2024-09-15 00:57 Last Updated At:01:00

KYIV, Ukraine (AP) — Ukraine made a new call Saturday on the West to allow it to strike deeper into Russia after a meeting between U.S. and British leaders a day earlier produced no visible shift in their policy on the use of long-range weapons.

The renewed appeal came as Kyiv said Russia launched more drone and artillery attacks into Ukraine overnight.

“Russian terror begins at weapons depots, airfields and military bases inside the Russian Federation,” Ukrainian presidential adviser Andriy Yermak said Saturday. “Permission to strike deep into Russia will speed up the solution.”

Ukrainian officials have repeatedly called on allies to greenlight the use of Western-provided long-range weapons to strike targets deep inside Russian territory. So far, the U.S. has allowed Kyiv to use American-provided weapons only in a limited area inside Russia’s border with Ukraine.

Discussions on allowing long-range strikes were believed to be on the table when U.S. President Joe Biden and British Prime Minister Keir Starmer met in Washington on Friday but no decision was announced immediately.

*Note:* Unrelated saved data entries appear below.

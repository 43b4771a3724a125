//! GraphEngine - Core graph data structure.
//!
//! The GraphEngine stores the graph topology using petgraph's StableGraph
//! and maintains SoA (Structure of Arrays) buffers for positions, search
//! state, and visual modes, so the host can upload positions directly and
//! the steppers can index per-node state in O(1).
//!
//! Edges are undirected and weightless; an edge's cost is computed on demand
//! from its endpoints' positions. Adjacency is kept in explicit per-node
//! lists so traversal order is the insertion order of connections, which
//! petgraph's neighbor iteration does not guarantee.

use petgraph::Undirected;
use petgraph::stable_graph::{EdgeIndex, NodeIndex, StableGraph};
use std::collections::HashMap;
use tracing::debug;

use super::edge::EdgeId;
use super::node::{ModeChange, NodeId, NodeMode, SearchState};
use crate::error::GraphError;
use crate::spatial::SpatialIndex;

/// The core graph engine.
///
/// This struct manages:
/// - Graph topology via petgraph
/// - Position buffers in SoA layout
/// - Insertion-ordered adjacency lists (the traversal order contract)
/// - Per-node search state and visual mode
/// - Mode-change event queue for the renderer boundary
/// - Spatial index for nearest-node picking
///
/// Nodes and edges are created by a builder and never removed; once a
/// traversal is running, only the active stepper mutates search state.
pub struct GraphEngine {
    /// The underlying graph structure.
    /// Nodes store their stable NodeId, edges store their stable EdgeId.
    graph: StableGraph<NodeId, EdgeId, Undirected>,

    /// Map from stable NodeId to petgraph NodeIndex
    node_id_to_index: HashMap<NodeId, NodeIndex>,

    /// Map from stable EdgeId to petgraph EdgeIndex
    edge_id_to_index: HashMap<EdgeId, EdgeIndex>,

    /// Next node ID to assign
    next_node_id: u32,

    /// Next edge ID to assign
    next_edge_id: u32,

    /// X positions (SoA layout)
    pos_x: Vec<f32>,

    /// Y positions (SoA layout)
    pos_y: Vec<f32>,

    /// Z positions (SoA layout)
    pos_z: Vec<f32>,

    /// Per-node neighbor lists, insertion order preserved.
    adjacency: Vec<Vec<NodeId>>,

    /// Per-node edge lists, parallel to `adjacency`.
    adjacency_edges: Vec<Vec<EdgeId>>,

    /// Per-node search state (distance, predecessor, visited).
    search: Vec<SearchState>,

    /// Per-node visual mode.
    modes: Vec<NodeMode>,

    /// Per-node animation-rate hint. Updated even when the mode is pinned.
    pulse: Vec<f32>,

    /// Pending mode-change notifications, drained by the host.
    events: Vec<ModeChange>,

    /// Spatial index for nearest-node picking
    spatial: SpatialIndex,

    /// Whether the spatial index needs rebuilding
    spatial_dirty: bool,
}
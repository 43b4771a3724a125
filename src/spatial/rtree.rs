//! R-tree based spatial index using the rstar crate.
//!
//! Provides O(log n) spatial queries over node positions:
//! - Nearest neighbor (used to pick start/end nodes from a world-space point)
//! - Point-in-radius
//! - Box intersection

use rstar::{AABB, PointDistance, RTree, RTreeObject};

use crate::graph::NodeId;

/// A point in the spatial index with associated node ID.
#[derive(Debug, Clone, Copy, PartialEq)]
pub struct NodePoint {
    /// The node identifier.
    pub id: NodeId,
    /// Position in world space.
    pub position: [f32; 3],
}

impl NodePoint {
    /// Create a new NodePoint.
    pub fn new(id: NodeId, x: f32, y: f32, z: f32) -> Self {
        Self {
            id,
            position: [x, y, z],
        }
    }
}

impl RTreeObject for NodePoint {
    type Envelope = AABB<[f32; 3]>;

    fn envelope(&self) -> Self::Envelope {
        AABB::from_point(self.position)
    }
}

impl PointDistance for NodePoint {
    fn distance_2(&self, point: &[f32; 3]) -> f32 {
        let dx = self.position[0] - point[0];
        let dy = self.position[1] - point[1];
        let dz = self.position[2] - point[2];
        dx * dx + dy * dy + dz * dz
    }

    fn contains_point(&self, point: &[f32; 3]) -> bool {
        self.position
            .iter()
            .zip(point)
            .all(|(a, b)| (a - b).abs() < f32::EPSILON)
    }
}

/// Spatial index for graph nodes.
///
/// Uses an R*-tree for efficient spatial queries.
pub struct SpatialIndex {
    tree: RTree<NodePoint>,
}

impl SpatialIndex {
    /// Create a new empty spatial index.
    pub fn new() -> Self {
        Self { tree: RTree::new() }
    }

    /// Insert a node into the index.
    pub fn insert(&mut self, id: NodeId, x: f32, y: f32, z: f32) {
        self.tree.insert(NodePoint::new(id, x, y, z));
    }

    /// Find the nearest node to a point.
    pub fn nearest(&self, x: f32, y: f32, z: f32) -> Option<NodeId> {
        self.tree.nearest_neighbor(&[x, y, z]).map(|point| point.id)
    }

    /// Find the nearest node within a maximum distance.
    pub fn nearest_within(&self, x: f32, y: f32, z: f32, max_distance: f32) -> Option<NodeId> {
        let max_distance_sq = max_distance * max_distance;
        self.tree
            .nearest_neighbor(&[x, y, z])
            .filter(|point| point.distance_2(&[x, y, z]) <= max_distance_sq)
            .map(|point| point.id)
    }

    /// Find all nodes within an axis-aligned box.
    pub fn in_box(&self, min: [f32; 3], max: [f32; 3]) -> Vec<NodeId> {
        let envelope = AABB::from_corners(min, max);
        self.tree
            .locate_in_envelope(&envelope)
            .map(|point| point.id)
            .collect()
    }

    /// Find all nodes within a radius of a point.
    pub fn in_radius(&self, x: f32, y: f32, z: f32, radius: f32) -> Vec<NodeId> {
        let radius_sq = radius * radius;
        self.tree
            .locate_within_distance([x, y, z], radius_sq)
            .map(|point| point.id)
            .collect()
    }

    /// Rebuild the index from a list of (id, x, y, z) tuples.
    ///
    /// This is more efficient than incremental inserts for bulk updates.
    pub fn rebuild(&mut self, points: &[(NodeId, f32, f32, f32)]) {
        let node_points: Vec<_> = points
            .iter()
            .map(|&(id, x, y, z)| NodePoint::new(id, x, y, z))
            .collect();

        self.tree = RTree::bulk_load(node_points);
    }

    /// Clear all nodes from the index.
    pub fn clear(&mut self) {
        self.tree = RTree::new();
    }

    /// Get the number of nodes in the index.
    pub fn len(&self) -> usize {
        self.tree.size()
    }

    /// Check if the index is empty.
    pub fn is_empty(&self) -> bool {
        self.tree.size() == 0
    }
}

impl Default for SpatialIndex {
    fn default() -> Self {
        Self::new()
    }
}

Ukrainian President Volodymyr Zelenskyy has been pressing the U.S. and other allies to allow his forces to use Western weapons to target air bases and launch sites farther afield as Russia has stepped up assaults on Ukraine’s electricity grid and utilities before winter.

He did not directly comment on the meeting Saturday morning, but said that more than 70 Russian drones had been launched into Ukraine overnight. The Ukrainian air force later said that 76 Russian drones had been sighted, of which 72 were shot down.

“We need to boost our air defense and long-range capabilities to protect our people,” Zelenskyy wrote on social media. “We are working on this with all of Ukraine’s partners.”

Other overnight attacks saw one person killed by Russian artillery fire as energy infrastructure was targeted in Ukraine’s Sumy region. A 54-year-old driver was killed and seven more people were hospitalized, Ukraine’s Ministry of Energy said.

Another three people died Saturday in a Russian strike on an agricultural enterprise in the front-line town of Huliaipole in the Zaporizhzhia region, Gov. Ivan Fedorov said.

Meanwhile, officials in Moscow have continued to make public statements warning that long-range strikes would provoke further escalation between Russia and the West. The remarks are in line with the narrative the Kremlin has promoted since early in the war, accusing NATO countries of de-facto participation in the conflict and threatening a response.

Russian Deputy Foreign Minister Sergei Ryabkov told state news agency Tass on Saturday that the U.S. and British governments were pushing the conflict, which began with Russia's full-scale invasion of Ukraine in February 2022, toward “poorly controlled escalation.”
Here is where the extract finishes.